The agency said Pandas/Pans might “not constitute the definition of a rare disease” in the US, on account of it being not quite rare enough.

The disease affects one in 200 children, compared with the ‘orphan disease’ benchmark of fewer than 200,000 occurrences in the US.

 ‘Pandas’ stands for ‘paediatric autoimmune neuro-psychiatric disorders associated with streptococcal infections’ and Pans stands for ‘paediatric acute-onset neuro psychiatric syndrome.’

The disease is manifested in children going to bed but waking up with heightened anxiety and depression and obsessive compulsive behaviour.

The FDA wasn’t convinced that Pans could be treated as a separate disease and has requested supportive data from the company. 

But the company notes the FDA had no truck with the clinical and preclinical data supporting the application.

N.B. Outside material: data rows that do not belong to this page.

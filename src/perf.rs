use std::collections::HashMap;
use std::fs::File;
use std::io::{self, BufWriter, Write};
use std::path::{Path, PathBuf};
use std::sync::{Arc, Mutex};

use crate::debug::json_escape;

const HOT_LIMIT: usize = 50;

#[derive(Clone)]
pub(crate) struct PerfLogger {
    inner: Arc<Mutex<PerfState>>,
}

struct PerfState {
    writer: BufWriter<File>,
    path: PathBuf,
    span_totals: HashMap<String, (f64, u64)>,
    count_totals: HashMap<String, u64>,
}

impl PerfLogger {
    pub fn new(path: impl AsRef<Path>) -> io::Result<Self> {
        let path = path.as_ref().to_path_buf();
        let file = File::create(&path)?;
        Ok(Self {
            inner: Arc::new(Mutex::new(PerfState {
                writer: BufWriter::new(file),
                path,
                span_totals: HashMap::new(),
                count_totals: HashMap::new(),
            })),
        })
    }

    pub fn log_span_ms(&self, name: &str, table_id: u32, ms: f64) {
        let json = format!(
            "{{\"type\":\"perf.span\",\"name\":\"{}\",\"table_id\":{},\"unit\":\"ms\",\"ms\":{:.3}}}",
            json_escape(name),
            table_id,
            ms
        );
        if let Ok(mut state) = self.inner.lock() {
            let entry = state
                .span_totals
                .entry(name.to_string())
                .or_insert((0.0, 0));
            entry.0 += ms;
            entry.1 = entry.1.saturating_add(1);
            let _ = writeln!(state.writer, "{json}");
        }
    }

    pub fn log_counts(&self, name: &str, table_id: u32, counts: &[(&str, u64)]) {
        let mut out = format!(
            "{{\"type\":\"perf.counts\",\"name\":\"{}\",\"table_id\":{},\"counts\":{{",
            json_escape(name),
            table_id
        );
        for (idx, (key, value)) in counts.iter().enumerate() {
            if idx > 0 {
                out.push(',');
            }
            out.push_str(&format!("\"{}\":{}", json_escape(key), value));
        }
        out.push_str("}}");
        if let Ok(mut state) = self.inner.lock() {
            for (key, value) in counts {
                let entry = state.count_totals.entry(format!("{name}.{key}")).or_insert(0);
                *entry = entry.saturating_add(*value);
            }
            let _ = writeln!(state.writer, "{out}");
        }
    }

    pub fn flush(&self) {
        if let Ok(mut state) = self.inner.lock() {
            let _ = state.writer.flush();
        }
    }
}

// The hot summary ranks spans by total time and counters by total value.
impl Drop for PerfState {
    fn drop(&mut self) {
        let _ = self.writer.flush();
        let Ok(file) = File::create(hot_path_for(&self.path)) else {
            return;
        };
        let mut writer = BufWriter::new(file);

        let mut spans: Vec<(&String, &(f64, u64))> = self.span_totals.iter().collect();
        spans.sort_by(|a, b| {
            b.1.0
                .partial_cmp(&a.1.0)
                .unwrap_or(std::cmp::Ordering::Equal)
                .then_with(|| a.0.cmp(b.0))
        });
        for (rank, (name, (ms, count))) in spans.into_iter().take(HOT_LIMIT).enumerate() {
            let avg = if *count == 0 { 0.0 } else { ms / *count as f64 };
            let _ = writeln!(
                writer,
                "{{\"type\":\"perf.hot.span\",\"rank\":{},\"name\":\"{}\",\"unit\":\"ms\",\"ms\":{:.3},\"count\":{},\"avg_ms\":{:.3}}}",
                rank + 1,
                json_escape(name),
                ms,
                count,
                avg
            );
        }

        let mut counts: Vec<(&String, &u64)> = self.count_totals.iter().collect();
        counts.sort_by(|a, b| b.1.cmp(a.1).then_with(|| a.0.cmp(b.0)));
        for (rank, (name, value)) in counts.into_iter().take(HOT_LIMIT).enumerate() {
            let _ = writeln!(
                writer,
                "{{\"type\":\"perf.hot.count\",\"rank\":{},\"name\":\"{}\",\"value\":{}}}",
                rank + 1,
                json_escape(name),
                value
            );
        }
        let _ = writer.flush();
    }
}

fn hot_path_for(path: &Path) -> PathBuf {
    let file_name = path
        .file_name()
        .and_then(|name| name.to_str())
        .unwrap_or("tableflow_perf.log");
    let stem = file_name
        .rsplit_once('.')
        .map(|(s, _)| s)
        .unwrap_or(file_name);
    path.with_file_name(format!("{stem}_hot.log"))
}
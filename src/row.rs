use crate::types::Units;

/// One row of a table section.
///
/// Cells starting at this row declare their extent per row-span length. Each
/// declared list holds `(span, size)` pairs for the span lengths actually
/// registered, sorted by span; sizes never decrease with the span length.
#[derive(Debug, Clone, Default, PartialEq)]
pub struct Row {
    declared_preferred: Vec<(usize, Units)>,
    declared_trailing: Vec<(usize, Units)>,
    leading_size: Units,
    preferred_size: Units,
    validated_size: Units,
}

impl Row {
    pub fn preferred_size(&self) -> Units {
        self.preferred_size
    }

    pub fn validated_size(&self) -> Units {
        self.validated_size
    }

    pub fn leading_size(&self) -> Units {
        self.leading_size
    }

    /// Largest row span any cell starting at this row declared, 0 for a row
    /// without registrations.
    pub fn maximum_row_span(&self) -> usize {
        last_span(&self.declared_preferred).max(last_span(&self.declared_trailing))
    }

    /// Declared preferred size for `span`, 0 when nothing was declared at that
    /// length.
    pub fn declared_preferred(&self, span: usize) -> Units {
        declared_at(&self.declared_preferred, span)
    }

    pub fn declared_trailing(&self, span: usize) -> Units {
        declared_at(&self.declared_trailing, span)
    }

    /// Registered `(span, size)` pairs in ascending span order.
    pub(crate) fn preferred_spans(&self) -> &[(usize, Units)] {
        &self.declared_preferred
    }

    pub(crate) fn trailing_spans(&self) -> &[(usize, Units)] {
        &self.declared_trailing
    }

    pub(crate) fn declare_preferred(&mut self, span: usize, size: Units) {
        raise_from(&mut self.declared_preferred, span, size);
    }

    pub(crate) fn declare_trailing(&mut self, span: usize, leading: Units, height: Units) {
        raise_from(&mut self.declared_trailing, span, height);
        self.leading_size = self.leading_size.max(leading);
    }

    pub(crate) fn set_preferred_size(&mut self, size: Units) {
        self.preferred_size = size;
    }

    pub(crate) fn set_validated_size(&mut self, size: Units) {
        self.validated_size = size;
    }

    /// Folds `rows` into a single span-1 row carrying the summed sizes.
    pub(crate) fn aggregate(rows: &[Row]) -> Row {
        let preferred: Units = rows.iter().map(Row::preferred_size).sum();
        let validated: Units = rows.iter().map(Row::validated_size).sum();
        Row {
            declared_preferred: vec![(1, preferred)],
            declared_trailing: vec![(1, validated)],
            leading_size: 0,
            preferred_size: preferred,
            validated_size: validated,
        }
    }
}

fn last_span(sizes: &[(usize, Units)]) -> usize {
    sizes.last().map_or(0, |(span, _)| *span)
}

// Spans between two registered lengths carry the shorter one's size; past the
// longest registered span nothing is declared.
fn declared_at(sizes: &[(usize, Units)], span: usize) -> Units {
    if span == 0 || span > last_span(sizes) {
        return 0;
    }
    let at = sizes.partition_point(|(s, _)| *s <= span);
    at.checked_sub(1)
        .and_then(|idx| sizes.get(idx))
        .map_or(0, |(_, size)| *size)
}

// Raises every entry at `span` and above. A new entry starts from the size of
// the next shorter span so the list stays monotonic.
fn raise_from(sizes: &mut Vec<(usize, Units)>, span: usize, size: Units) {
    debug_assert!(span >= 1);
    let at = sizes.partition_point(|(s, _)| *s < span);
    if sizes.get(at).map(|(s, _)| *s) != Some(span) {
        let floor = at
            .checked_sub(1)
            .and_then(|idx| sizes.get(idx))
            .map_or(0, |(_, shorter)| *shorter);
        sizes.insert(at, (span, floor));
    }
    for (_, slot) in &mut sizes[at..] {
        if *slot < size {
            *slot = size;
        }
    }
}
#[derive(Debug, Clone, Default, PartialEq, Eq)]
pub struct LayoutMetrics {
    pub rows: usize,
    pub settled_rows: usize,
    pub pruned_rows: usize,
    pub preferred_passes: u64,
    pub validated_passes: u64,
    pub rows_rescanned: u64,
    pub cache_refills: u64,
    pub cut_points: usize,
}
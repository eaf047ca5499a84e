use super::content::ModelContent;
use super::safety::SafetySetting;
use derive_new::new;
use derive_setters::Setters;
use serde::Serialize;

#[derive(Debug, Clone, PartialEq, Serialize, new, Setters)]
#[setters(prefix = "with_")]
#[setters(into, strip_option)]
#[serde(rename_all = "camelCase")]
pub struct GenerateContentRequest {
    #[setters(skip)]
    #[new(into)]
    contents: Vec<ModelContent>,
    #[serde(skip_serializing_if = "Option::is_none")]
    #[new(default)]
    generation_config: Option<GenerationConfig>,
    #[serde(skip_serializing_if = "Vec::is_empty")]
    #[new(default)]
    safety_settings: Vec<SafetySetting>,
    #[serde(skip_serializing_if = "Vec::is_empty")]
    #[new(default)]
    tools: Vec<Tool>,
    #[serde(skip_serializing_if = "Option::is_none")]
    #[new(default)]
    tool_config: Option<ToolConfig>,
    #[serde(skip_serializing_if = "Option::is_none")]
    #[new(default)]
    system_instruction: Option<ModelContent>,
}

impl GenerateContentRequest {
    pub fn contents(&self) -> &[ModelContent] {
        &self.contents
    }
}

#[derive(Debug, Clone, PartialEq, Serialize, new)]
#[serde(rename_all = "camelCase")]
pub struct CountTokensRequest {
    #[new(into)]
    contents: Vec<ModelContent>,
}

/// Configuration options controlling text generation.
///
/// Every field is optional; unset fields are left out of the request entirely.
#[derive(Debug, Clone, PartialEq, Serialize, Setters, new, Default)]
#[setters(prefix = "with_", strip_option)]
#[serde(rename_all = "camelCase")]
pub struct GenerationConfig {
    #[serde(skip_serializing_if = "Option::is_none")]
    #[new(default)]
    temperature: Option<f32>,
    #[serde(skip_serializing_if = "Option::is_none")]
    #[new(default)]
    top_p: Option<f32>,
    #[serde(skip_serializing_if = "Option::is_none")]
    #[new(default)]
    top_k: Option<u32>,
    #[serde(skip_serializing_if = "Option::is_none")]
    #[new(default)]
    candidate_count: Option<u32>,
    #[serde(skip_serializing_if = "Option::is_none")]
    #[new(default)]
    max_output_tokens: Option<u32>,
    #[serde(skip_serializing_if = "Option::is_none")]
    #[new(default)]
    stop_sequences: Option<Vec<String>>,
    #[serde(skip_serializing_if = "Option::is_none")]
    #[new(default)]
    response_mime_type: Option<String>,
    #[serde(skip_serializing_if = "Option::is_none")]
    #[new(default)]
    response_schema: Option<serde_json::Value>, // OpenAPI Schema
}

#[derive(Debug, Clone, PartialEq, Serialize, new)]
#[serde(rename_all = "camelCase")]
pub struct Tool {
    #[serde(skip_serializing_if = "Vec::is_empty")]
    #[new(into)]
    function_declarations: Vec<FunctionDeclaration>,
}

#[derive(Debug, Clone, PartialEq, Serialize, new, Setters)]
#[setters(prefix = "with_")]
#[setters(into, strip_option)]
#[serde(rename_all = "camelCase")]
pub struct FunctionDeclaration {
    #[setters(skip)]
    #[new(into)]
    name: String,
    #[setters(skip)]
    #[new(into)]
    description: String,
    #[serde(skip_serializing_if = "Option::is_none")]
    #[new(default)]
    parameters: Option<serde_json::Value>, // OpenAPI Schema
}

#[derive(Debug, Clone, Copy, PartialEq, Eq, Serialize)]
#[serde(rename_all = "SCREAMING_SNAKE_CASE")]
pub enum FunctionCallingMode {
    /// The model decides whether to call a function or answer in text.
    Auto,
    /// The model always calls a function.
    Any,
    /// The model never calls a function.
    None,
}

#[derive(Debug, Clone, PartialEq, Serialize, new, Setters)]
#[setters(prefix = "with_")]
#[setters(into)]
#[serde(rename_all = "camelCase")]
pub struct FunctionCallingConfig {
    #[setters(skip)]
    mode: FunctionCallingMode,
    #[serde(skip_serializing_if = "Vec::is_empty")]
    #[new(default)]
    allowed_function_names: Vec<String>,
}

#[derive(Debug, Clone, PartialEq, Serialize, new)]
#[serde(rename_all = "camelCase")]
pub struct ToolConfig {
    function_calling_config: FunctionCallingConfig,
}
use super::codec::wire_enum;
use derive_new::new;
use serde::{Deserialize, Serialize};

wire_enum! {
    /// Category of potentially harmful content.
    pub enum HarmCategory {
        Harassment = "HARM_CATEGORY_HARASSMENT",
        HateSpeech = "HARM_CATEGORY_HATE_SPEECH",
        SexuallyExplicit = "HARM_CATEGORY_SEXUALLY_EXPLICIT",
        DangerousContent = "HARM_CATEGORY_DANGEROUS_CONTENT",
        CivicIntegrity = "HARM_CATEGORY_CIVIC_INTEGRITY",
    }
    unknown = "HARM_CATEGORY_UNSPECIFIED";
}

wire_enum! {
    /// Probability that a piece of content is harmful.
    pub enum HarmProbability {
        Negligible = "NEGLIGIBLE",
        Low = "LOW",
        Medium = "MEDIUM",
        High = "HIGH",
    }
    unknown = "HARM_PROBABILITY_UNSPECIFIED";
}

wire_enum! {
    /// Blocking policy applied to a [`HarmCategory`].
    pub enum HarmBlockThreshold {
        /// Block when the probability is low or higher.
        BlockLowAndAbove = "BLOCK_LOW_AND_ABOVE",
        /// Block when the probability is medium or higher.
        BlockMediumAndAbove = "BLOCK_MEDIUM_AND_ABOVE",
        /// Block only content with a high probability of harm.
        BlockOnlyHigh = "BLOCK_ONLY_HIGH",
        /// Never block.
        BlockNone = "BLOCK_NONE",
    }
    unknown = "HARM_BLOCK_THRESHOLD_UNSPECIFIED";
}

/// Request side safety policy for one category.
#[derive(Debug, Clone, Copy, PartialEq, Eq, Hash, Serialize, new)]
#[serde(rename_all = "camelCase")]
pub struct SafetySetting {
    pub category: HarmCategory,
    pub threshold: HarmBlockThreshold,
}

/// Response side safety assessment for one category.
#[derive(Debug, Clone, Copy, PartialEq, Eq, Hash, Deserialize, Default)]
#[serde(rename_all = "camelCase")]
pub struct SafetyRating {
    #[serde(default)]
    pub category: HarmCategory,
    #[serde(default)]
    pub probability: HarmProbability,
    #[serde(default)]
    pub blocked: bool,
}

Last year, a 15-patient phase1/2 trial reached its primary endpoint of a 30% reduction in anxiety and depression at 12 weeks, with follow-up results at 52 weeks showing  a “highly significant and clinically meaningful” 45% improvement.

Neurotech is thus forging ahead with the Pandas/Pans program, which is less advanced than its effort with Rett Syndrome (the same disorder that elevated Neuren Pharmaceutics to biotech hero status).

The company has also applied for orphan drug status for this one and expects a response by the end of calendar 2024. Meanwhile, the agency has given the company 12 months’ “abeyance” to revise its Pandas/Pans entreaty.

Orphan drug status confers goodies including seven years’ marketing exclusivity, tax breaks and exemption from FDA user fees.

Neurotech shares fell 15.5% on Friday but this morning gained 2% to 5 cents.

 

Orthocell chalks up record quarterly revenue

Tissue repair and nerve regeneration specialist Orthocell (ASX:OCC) has reported revenue of $2.03 million for the September stanza, 7.8% higher than the June quarter and a second consecutive record.

The company cites stronger sales of its Striate+ product for dental surgery, approved in geographies including the US, Canada and Europe; and for its peripheral nerve-repair product Remplir (Australia and New Zealand).

“Multiple new markets are pending as the Company continues to accelerate its program of regulatory  approvals into new jurisdictions,” Orthocell says.

Management expects “near term” US approval of Remplir, which will open up a US$1.6 billion nerve-repair market.

The company expects to file its 510k application to the FDA – sorry, that name again – in the current quarter, with approval expected in the March 2025 quarter. And the company estimates a global opportunity for both products of around US$4 billion a year.

Orthocell shares gained 3% to 47.5 cents.

 

 At Stockhead, we tell it like it is. While Neurotech and Orthocell are Stockhead advertisers, they did not sponsor this article.